Task description:
In the data below, find the line containing "mod commands;", then set down that line and every later line up to and including the line containing "cli.color.write_global();", exactly.

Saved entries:
________________

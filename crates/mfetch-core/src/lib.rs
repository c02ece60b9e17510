pub mod config;
pub mod logging;

pub mod error;
pub mod fetcher;
pub mod storage;
pub mod transport;
pub mod url_model;
//! CLI command handlers. Each command is in its own file.

mod config_path;
pub mod fetch;
mod sources;

pub use config_path::run_config_path;
pub use fetch::{run_fetch, FetchOverrides};
pub use sources::run_sources;
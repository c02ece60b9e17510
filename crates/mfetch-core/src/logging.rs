//! Logging init: file under XDG state dir, or graceful fallback to stderr.
//!
//! Console progress lines are printed by the CLI; this log carries the same
//! events with structured fields for later inspection.

use anyhow::{Context, Result};
use std::fs;
use std::io;
use std::path::PathBuf;
use tracing_subscriber::fmt::writer::BoxMakeWriter;
use tracing_subscriber::fmt::MakeWriter;
use tracing_subscriber::EnvFilter;

const DEFAULT_FILTER: &str = "info,mfetch=debug,mfetch_core=debug";

/// Writer that is either a file or stderr (used when file clone fails).
enum FileOrStderr {
    File(std::fs::File),
    Stderr,
}

impl io::Write for FileOrStderr {
    fn write(&mut self, buf: &[u8]) -> io::Result<usize> {
        match self {
            FileOrStderr::File(f) => f.write(buf),
            FileOrStderr::Stderr => io::stderr().lock().write(buf),
        }
    }

    fn flush(&mut self) -> io::Result<()> {
        match self {
            FileOrStderr::File(f) => f.flush(),
            FileOrStderr::Stderr => io::stderr().lock().flush(),
        }
    }
}

struct FileMakeWriter(std::fs::File);

impl<'a> MakeWriter<'a> for FileMakeWriter {
    type Writer = FileOrStderr;

    fn make_writer(&'a self) -> Self::Writer {
        self.0
            .try_clone()
            .map(FileOrStderr::File)
            .unwrap_or(FileOrStderr::Stderr)
    }
}

fn env_filter() -> EnvFilter {
    EnvFilter::try_from_default_env().unwrap_or_else(|_| EnvFilter::new(DEFAULT_FILTER))
}

/// Location of the log file: `~/.local/state/mfetch/mfetch.log`.
/// Creates the state directory if needed.
pub fn log_path() -> Result<PathBuf> {
    let xdg_dirs = xdg::BaseDirectories::with_prefix("mfetch")?;
    xdg_dirs
        .place_state_file("mfetch.log")
        .context("create log dir")
}

/// Initialize structured logging to the XDG state log file.
/// On failure (e.g. log dir unwritable), returns Err so the caller can fall back to stderr.
pub fn init_logging() -> Result<()> {
    let log_file_path = log_path()?;

    let file = fs::OpenOptions::new()
        .create(true)
        .append(true)
        .open(&log_file_path)
        .with_context(|| format!("open log file {}", log_file_path.display()))?;

    let writer: BoxMakeWriter = BoxMakeWriter::new(FileMakeWriter(file));

    tracing_subscriber::fmt()
        .with_env_filter(env_filter())
        .with_writer(writer)
        .with_ansi(false)
        .try_init()
        .map_err(|e| anyhow::anyhow!("install log subscriber: {}", e))?;

    tracing::info!("mfetch logging initialized at {}", log_file_path.display());

    Ok(())
}

/// Initialize logging to stderr only (no file). Use when init_logging() fails so the CLI doesn't crash.
/// Only warnings and above by default so progress lines on stdout stay readable.
pub fn init_logging_stderr() {
    let filter = EnvFilter::try_from_default_env().unwrap_or_else(|_| EnvFilter::new("warn"));
    let _ = tracing_subscriber::fmt()
        .with_env_filter(filter)
        .with_writer(std::io::stderr)
        .with_ansi(false)
        .try_init();
}
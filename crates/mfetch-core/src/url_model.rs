//! Source URL parsing and display.

use crate::error::AttemptError;
use url::Url;

/// Progress lines show at most this many characters of a source URL.
pub const DISPLAY_WIDTH: usize = 60;

/// Parses a source string, accepting only http(s) and file URLs.
pub fn parse_source(source: &str) -> Result<Url, AttemptError> {
    let url = Url::parse(source.trim())?;
    match url.scheme() {
        "http" | "https" | "file" => Ok(url),
        other => Err(AttemptError::UnsupportedScheme(other.to_string())),
    }
}

/// First `width` characters of `source`, cut on a char boundary.
pub fn shorten(source: &str, width: usize) -> &str {
    match source.char_indices().nth(width) {
        Some((idx, _)) => &source[..idx],
        None => source,
    }
}
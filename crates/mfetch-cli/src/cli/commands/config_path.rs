//! `mfetch config-path` – print where configuration is read from.

use anyhow::Result;
use mfetch_core::config;
use std::path::Path;

pub fn run_config_path(explicit: Option<&Path>) -> Result<()> {
    match explicit {
        Some(p) => println!("{}", p.display()),
        None => println!("{}", config::config_path()?.display()),
    }
    Ok(())
}
use anyhow::{Context, Result};
use serde::{Deserialize, Serialize};
use std::fs;
use std::path::{Path, PathBuf};

/// Built-in candidate sources for the plant disease classifier, in trial order.
pub const DEFAULT_SOURCES: [&str; 3] = [
    "https://tfhub.dev/google/lite-model/cropnet/classifier/cassava_disease_V1/1?lite-format=tflite",
    "https://github.com/rajeshkanna1999/Plant_Disease_Detection/raw/main/model/plant_disease_model.tflite",
    "https://storage.googleapis.com/download.tensorflow.org/models/tflite/aiy/2017_12_18/plant_classification.tflite",
];

/// Built-in destination, relative to the working directory.
pub const DEFAULT_DESTINATION: &str = "app/src/main/assets/plant_disease_model.tflite";

/// Downloads of this many bytes or fewer are rejected.
pub const DEFAULT_MIN_SIZE_BYTES: u64 = 1000;

/// Transport knobs (optional `[transport]` section in config.toml).
#[derive(Debug, Clone, PartialEq, Eq, Serialize, Deserialize)]
pub struct TransportConfig {
    /// Connect timeout in seconds.
    pub connect_timeout_secs: u64,
    /// Whole-transfer timeout in seconds.
    pub timeout_secs: u64,
    /// Maximum number of redirects followed per source.
    pub max_redirections: u32,
    /// Optional User-Agent header.
    #[serde(default)]
    pub user_agent: Option<String>,
}

impl Default for TransportConfig {
    fn default() -> Self {
        Self {
            connect_timeout_secs: 30,
            timeout_secs: 600,
            max_redirections: 10,
            user_agent: None,
        }
    }
}

/// Global configuration loaded from `~/.config/mfetch/config.toml`.
#[derive(Debug, Clone, PartialEq, Eq, Serialize, Deserialize)]
pub struct FetchConfig {
    /// Candidate source URLs; order is trial priority.
    pub sources: Vec<String>,
    /// Where the accepted download is stored. Its parent must already exist.
    pub destination: PathBuf,
    /// A download is accepted only when strictly larger than this.
    #[serde(default = "default_min_size_bytes")]
    pub min_size_bytes: u64,
    /// Move rejected (undersized) downloads into the destination anyway.
    #[serde(default)]
    pub keep_undersized: bool,
    #[serde(default)]
    pub transport: TransportConfig,
}

fn default_min_size_bytes() -> u64 {
    DEFAULT_MIN_SIZE_BYTES
}

impl Default for FetchConfig {
    fn default() -> Self {
        Self {
            sources: DEFAULT_SOURCES.iter().map(|s| s.to_string()).collect(),
            destination: PathBuf::from(DEFAULT_DESTINATION),
            min_size_bytes: DEFAULT_MIN_SIZE_BYTES,
            keep_undersized: false,
            transport: TransportConfig::default(),
        }
    }
}

impl FetchConfig {
    /// Rejects configurations the fetcher cannot do anything useful with.
    pub fn validate(&self) -> Result<()> {
        if self.sources.is_empty() {
            anyhow::bail!("config has no sources");
        }
        if self.destination.as_os_str().is_empty() {
            anyhow::bail!("config has an empty destination");
        }
        Ok(())
    }
}

pub fn config_path() -> Result<PathBuf> {
    let xdg_dirs = xdg::BaseDirectories::with_prefix("mfetch")?;
    Ok(xdg_dirs.place_config_file("config.toml")?)
}

/// Load configuration from disk, creating a default file if none exists.
pub fn load_or_init() -> Result<FetchConfig> {
    let path = config_path()?;
    if !path.exists() {
        let default_cfg = FetchConfig::default();
        let toml = toml::to_string_pretty(&default_cfg)?;
        if let Some(parent) = path.parent() {
            fs::create_dir_all(parent)?;
        }
        fs::write(&path, toml)?;
        tracing::info!("created default config at {}", path.display());
        return Ok(default_cfg);
    }

    load_from(&path)
}

/// Load and validate configuration from an explicit path.
pub fn load_from(path: &Path) -> Result<FetchConfig> {
    let data =
        fs::read_to_string(path).with_context(|| format!("read config {}", path.display()))?;
    let cfg: FetchConfig =
        toml::from_str(&data).with_context(|| format!("parse config {}", path.display()))?;
    cfg.validate()?;
    Ok(cfg)
}

#[cfg(test)]
mod tests {
    use super::*;

    #[test]
    fn default_config_values() {
        let cfg = FetchConfig::default();
        assert_eq!(cfg.sources.len(), 3);
        assert!(cfg.sources[0].starts_with("https://tfhub.dev/"));
        assert_eq!(
            cfg.destination,
            PathBuf::from("app/src/main/assets/plant_disease_model.tflite")
        );
        assert_eq!(cfg.min_size_bytes, 1000);
        assert!(!cfg.keep_undersized);
        assert_eq!(cfg.transport.max_redirections, 10);
    }

    #[test]
    fn config_toml_roundtrip() {
        let cfg = FetchConfig::default();
        let toml = toml::to_string_pretty(&cfg).unwrap();
        let parsed: FetchConfig = toml::from_str(&toml).unwrap();
        assert_eq!(parsed, cfg);
    }

    #[test]
    fn config_toml_minimal_uses_defaults() {
        let toml = r#"
            sources = ["http://a.example/model", "http://b.example/model"]
            destination = "assets/model.tflite"
        "#;
        let cfg: FetchConfig = toml::from_str(toml).unwrap();
        assert_eq!(cfg.sources, vec!["http://a.example/model", "http://b.example/model"]);
        assert_eq!(cfg.destination, PathBuf::from("assets/model.tflite"));
        assert_eq!(cfg.min_size_bytes, 1000);
        assert!(!cfg.keep_undersized);
        assert_eq!(cfg.transport, TransportConfig::default());
    }

    #[test]
    fn config_toml_custom_values() {
        let toml = r#"
            sources = ["http://a.example/model"]
            destination = "/tmp/model.bin"
            min_size_bytes = 4096
            keep_undersized = true

            [transport]
            connect_timeout_secs = 5
            timeout_secs = 60
            max_redirections = 3
            user_agent = "mfetch/0.1"
        "#;
        let cfg: FetchConfig = toml::from_str(toml).unwrap();
        assert_eq!(cfg.min_size_bytes, 4096);
        assert!(cfg.keep_undersized);
        assert_eq!(cfg.transport.connect_timeout_secs, 5);
        assert_eq!(cfg.transport.timeout_secs, 60);
        assert_eq!(cfg.transport.max_redirections, 3);
        assert_eq!(cfg.transport.user_agent.as_deref(), Some("mfetch/0.1"));
    }

    #[test]
    fn validate_rejects_empty_sources() {
        let cfg = FetchConfig {
            sources: Vec::new(),
            ..FetchConfig::default()
        };
        assert!(cfg.validate().is_err());
        assert!(FetchConfig::default().validate().is_ok());
    }

    #[test]
    fn load_from_reads_and_validates() {
        let dir = tempfile::tempdir().unwrap();
        let good = dir.path().join("good.toml");
        fs::write(
            &good,
            "sources = [\"http://a.example/m\"]\ndestination = \"m.bin\"\n",
        )
        .unwrap();
        let cfg = load_from(&good).unwrap();
        assert_eq!(cfg.sources.len(), 1);

        let empty = dir.path().join("empty.toml");
        fs::write(&empty, "sources = []\ndestination = \"m.bin\"\n").unwrap();
        assert!(load_from(&empty).is_err());

        assert!(load_from(&dir.path().join("missing.toml")).is_err());
    }
}
pub mod model_server;
use mfetch_core::logging;

mod cli;

use crate::cli::CliCommand;

fn main() {
    // Initialize logging as early as possible; fall back to stderr if the state dir is unusable.
    if let Err(err) = logging::init_logging() {
        logging::init_logging_stderr();
        tracing::warn!("file logging unavailable: {:#}", err);
    }

    // Parse CLI and dispatch.
    if let Err(err) = CliCommand::run_from_args() {
        eprintln!("mfetch error: {:#}", err);
        std::process::exit(1);
    }
}
//! Mapping accumulator threaded between passes.
//!
//! Each pass takes the state by value and returns it, assigning at most
//! one mapping per DSR section. First assignment wins: an id already in
//! the state is untouched by every later pass, which makes the whole
//! cascade idempotent.

use std::collections::BTreeMap;

use dsr_model::{DsrSection, MatchMethod, SectionMapping};

/// Accumulated mappings keyed by DSR section number.
#[derive(Debug, Clone, Default)]
pub struct MappingState {
    mappings: BTreeMap<String, SectionMapping>,
}

impl MappingState {
    #[must_use]
    pub fn new() -> Self {
        Self::default()
    }

    /// True when the DSR section already has a final mapping.
    #[must_use]
    pub fn is_mapped(&self, dsr_section: &str) -> bool {
        self.mappings.contains_key(dsr_section)
    }

    /// Number of mapped sections so far.
    #[must_use]
    pub fn len(&self) -> usize {
        self.mappings.len()
    }

    #[must_use]
    pub fn is_empty(&self) -> bool {
        self.mappings.is_empty()
    }

    /// Record a mapping unless the section is already mapped.
    /// Returns true when the mapping was recorded.
    pub fn assign(&mut self, mapping: SectionMapping) -> bool {
        if self.mappings.contains_key(&mapping.dsr_section) {
            return false;
        }
        self.mappings.insert(mapping.dsr_section.clone(), mapping);
        true
    }

    /// Finalize into one record per input section, in input order.
    ///
    /// Sections without a mapping receive a synthetic no-match record so
    /// the output always has exactly one entry per input.
    #[must_use]
    pub fn into_ordered(mut self, dsr_sections: &[DsrSection]) -> Vec<SectionMapping> {
        dsr_sections
            .iter()
            .map(|d| {
                self.mappings
                    .remove(&d.section_num)
                    .unwrap_or_else(|| no_match(d))
            })
            .collect()
    }
}

fn no_match(section: &DsrSection) -> SectionMapping {
    SectionMapping {
        dsr_section: section.section_num.clone(),
        dsr_title: section.title.clone(),
        dsr_file: section.file.clone(),
        template_section: None,
        template_title: None,
        match_method: MatchMethod::NoMatch,
        confidence: 0.0,
        notes: "No template analog identified".to_string(),
    }
}

#[cfg(test)]
mod tests {
    use super::*;

    fn mapping(id: &str) -> SectionMapping {
        SectionMapping {
            dsr_section: id.to_string(),
            dsr_title: String::new(),
            dsr_file: String::new(),
            template_section: Some("1".to_string()),
            template_title: Some("Intro".to_string()),
            match_method: MatchMethod::ExactTitle,
            confidence: 1.0,
            notes: String::new(),
        }
    }

    #[test]
    fn first_assignment_wins() {
        let mut state = MappingState::new();
        assert!(state.assign(mapping("2.1")));
        let mut second = mapping("2.1");
        second.template_section = Some("9".to_string());
        assert!(!state.assign(second));
        assert_eq!(state.len(), 1);
    }

    #[test]
    fn finalize_fills_gaps_in_input_order() {
        let sections = vec![
            DsrSection {
                section_num: "1".to_string(),
                title: "A".to_string(),
                file: "a.pdf".to_string(),
                content: String::new(),
            },
            DsrSection {
                section_num: "2".to_string(),
                title: "B".to_string(),
                file: "b.pdf".to_string(),
                content: String::new(),
            },
        ];
        let mut state = MappingState::new();
        state.assign(mapping("2"));

        let out = state.into_ordered(&sections);
        assert_eq!(out.len(), 2);
        assert_eq!(out[0].dsr_section, "1");
        assert_eq!(out[0].match_method, MatchMethod::NoMatch);
        assert!(out[0].template_section.is_none());
        assert_eq!(out[1].dsr_section, "2");
        assert_eq!(out[1].match_method, MatchMethod::ExactTitle);
    }
}
//! DSR Assembler CLI.

use clap::{ColorChoice, Parser};
use dsr_cli::logging::{LogConfig, LogFormat, init_logging};
use std::io::{self, IsTerminal};
use tracing::level_filters::LevelFilter;

mod cli;
mod commands;
mod summary;

use crate::cli::{Cli, Command, LogFormatArg, LogLevelArg};
use crate::commands::{run_index, run_map, run_resolve};
use crate::summary::{print_map_summary, print_resolve_summary};

fn main() {
    let cli = Cli::parse();
    cli.color.write_global();
    let log_config = log_config_from_cli(&cli);
    if let Err(error) = init_logging(&log_config) {
        eprintln!("error: failed to initialize logging: {error}");
        std::process::exit(1);
    }
    let exit_code = match cli.command {
        Command::Map(args) => match run_map(&args) {
            Ok(outcome) => {
                print_map_summary(&outcome);
                0
            }
            Err(error) => {
                eprintln!("error: {error:#}");
                1
            }
        },
        Command::Resolve(args) => match run_resolve(&args) {
            Ok(outcome) => {
                print_resolve_summary(&outcome);
                0
            }
            Err(error) => {
                eprintln!("error: {error:#}");
                1
            }
        },
        Command::Index(args) => match run_index(&args) {
            Ok(()) => 0,
            Err(error) => {
                eprintln!("error: {error:#}");
                1
            }
        },
    };
    std::process::exit(exit_code);
}

/// Build logging configuration from CLI flags with consistent precedence.
fn log_config_from_cli(cli: &Cli) -> LogConfig {
    let mut config = LogConfig {
        level_filter: cli.verbosity.tracing_level_filter(),
        ..LogConfig::default()
    };
    config.use_env_filter = !(cli.verbosity.is_present() || cli.log_level.is_some());
    if let Some(level) = cli.log_level {
        config.level_filter = match level {
            LogLevelArg::Error => LevelFilter::ERROR,
            LogLevelArg::Warn => LevelFilter::WARN,
            LogLevelArg::Info => LevelFilter::INFO,
            LogLevelArg::Debug => LevelFilter::DEBUG,
            LogLevelArg::Trace => LevelFilter::TRACE,
        };
    }
    config.format = match cli.log_format {
        LogFormatArg::Pretty => LogFormat::Pretty,
        LogFormatArg::Compact => LogFormat::Compact,
        LogFormatArg::Json => LogFormat::Json,
    };
    config.log_file = cli.log_file.clone();
    config.with_ansi = match cli.color.color {
        ColorChoice::Always => true,
        ColorChoice::Never => false,
        ColorChoice::Auto => cli.log_file.is_none() && io::stderr().is_terminal(),
    };
    config
}
//! CLI argument definitions for the DSR assembler.

use std::path::PathBuf;

use clap::{Parser, Subcommand, ValueEnum};
use clap_verbosity_flag::{Verbosity, WarnLevel};
use colorchoice_clap::Color;

#[derive(Parser)]
#[command(
    name = "dsr-assembler",
    version,
    about = "DSR Assembler - map and resolve regulatory document sections",
    long_about = "Map Drug Safety Report sections onto an aggregate-report template\n\
                  and resolve source citations (IB, PBRER, literature) into evidence\n\
                  content or explicit data-needed placeholders."
)]
pub struct Cli {
    #[command(subcommand)]
    pub command: Command,

    /// Adjust log verbosity (-v for debug, -vv for trace, -q for errors only).
    #[command(flatten)]
    pub verbosity: Verbosity<WarnLevel>,

    /// Control ANSI color output (auto, always, never).
    #[command(flatten)]
    pub color: Color,

    /// Explicit log level (overrides -v/-q flags).
    #[arg(long = "log-level", value_enum, global = true)]
    pub log_level: Option<LogLevelArg>,

    /// Log output format (pretty for human, json for machine parsing).
    #[arg(
        long = "log-format",
        value_enum,
        default_value = "pretty",
        global = true
    )]
    pub log_format: LogFormatArg,

    /// Write logs to a file instead of stderr.
    #[arg(long = "log-file", value_name = "PATH", global = true)]
    pub log_file: Option<PathBuf>,
}

#[derive(Subcommand)]
pub enum Command {
    /// Map DSR sections onto template sections.
    Map(MapArgs),

    /// Resolve template source citations into evidence content.
    Resolve(ResolveArgs),

    /// Build or inspect a vector index snapshot.
    Index(IndexArgs),
}

#[derive(Parser)]
pub struct MapArgs {
    /// DSR sections (JSON array).
    #[arg(long = "sections", value_name = "PATH")]
    pub sections: PathBuf,

    /// Template sections (JSON array).
    #[arg(long = "template", value_name = "PATH")]
    pub template: PathBuf,

    /// Explicit mapping-table entries (JSON array).
    #[arg(long = "mapping-table", value_name = "PATH")]
    pub mapping_table: Option<PathBuf>,

    /// Directory for vector index snapshots. Snapshots are reused when the
    /// template content is unchanged.
    #[arg(long = "vector-index", value_name = "DIR")]
    pub vector_index: Option<PathBuf>,

    /// Skip the vector pass and use keyword-overlap scoring instead.
    #[arg(long = "no-vector")]
    pub no_vector: bool,

    /// Output path for the mapping records.
    #[arg(
        long = "output",
        value_name = "PATH",
        default_value = "section_mappings.json"
    )]
    pub output: PathBuf,
}

#[derive(Parser)]
pub struct ResolveArgs {
    /// Template sections with required sources (JSON array).
    #[arg(long = "template", value_name = "PATH")]
    pub template: PathBuf,

    /// IB section index (JSON object, section number to content).
    #[arg(long = "ib-index", value_name = "PATH")]
    pub ib_index: PathBuf,

    /// PBRER section index (JSON object, section number to content).
    #[arg(long = "pbrer-index", value_name = "PATH")]
    pub pbrer_index: Option<PathBuf>,

    /// Literature references (JSON object, source name to content).
    /// A missing or malformed file degrades to placeholders.
    #[arg(long = "literature", value_name = "PATH")]
    pub literature: Option<PathBuf>,

    /// Output path for the resolution records.
    #[arg(
        long = "output",
        value_name = "PATH",
        default_value = "resolved_sources.json"
    )]
    pub output: PathBuf,
}

#[derive(Parser)]
pub struct IndexArgs {
    /// Documents to index (JSON array of {text, metadata}). When omitted,
    /// the existing snapshot is loaded and its size reported.
    #[arg(long = "documents", value_name = "PATH")]
    pub documents: Option<PathBuf>,

    /// Directory holding index snapshots.
    #[arg(long = "index-dir", value_name = "DIR")]
    pub index_dir: PathBuf,

    /// Snapshot name.
    #[arg(long = "name", value_name = "NAME", default_value = "dsr")]
    pub name: String,

    /// Source type recorded in every document's metadata.
    #[arg(long = "source-type", value_name = "TYPE", default_value = "template")]
    pub source_type: String,

    /// Embedding dimension for newly built snapshots.
    #[arg(long = "dimension", value_name = "N", default_value_t = 256)]
    pub dimension: usize,
}

/// CLI log level choices.
#[derive(Clone, Copy, ValueEnum)]
pub enum LogLevelArg {
    Error,
    Warn,
    Info,
    Debug,
    Trace,
}

/// CLI log format choices.
#[derive(Clone, Copy, ValueEnum)]
pub enum LogFormatArg {
    Pretty,
    Compact,
    Json,
}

________________

Solution:
mod commands;
mod summary;

use crate::cli::{Cli, Command, LogFormatArg, LogLevelArg};
use crate::commands::{run_index, run_map, run_resolve};
use crate::summary::{print_map_summary, print_resolve_summary};

fn main() {
    let cli = Cli::parse();
    cli.color.write_global();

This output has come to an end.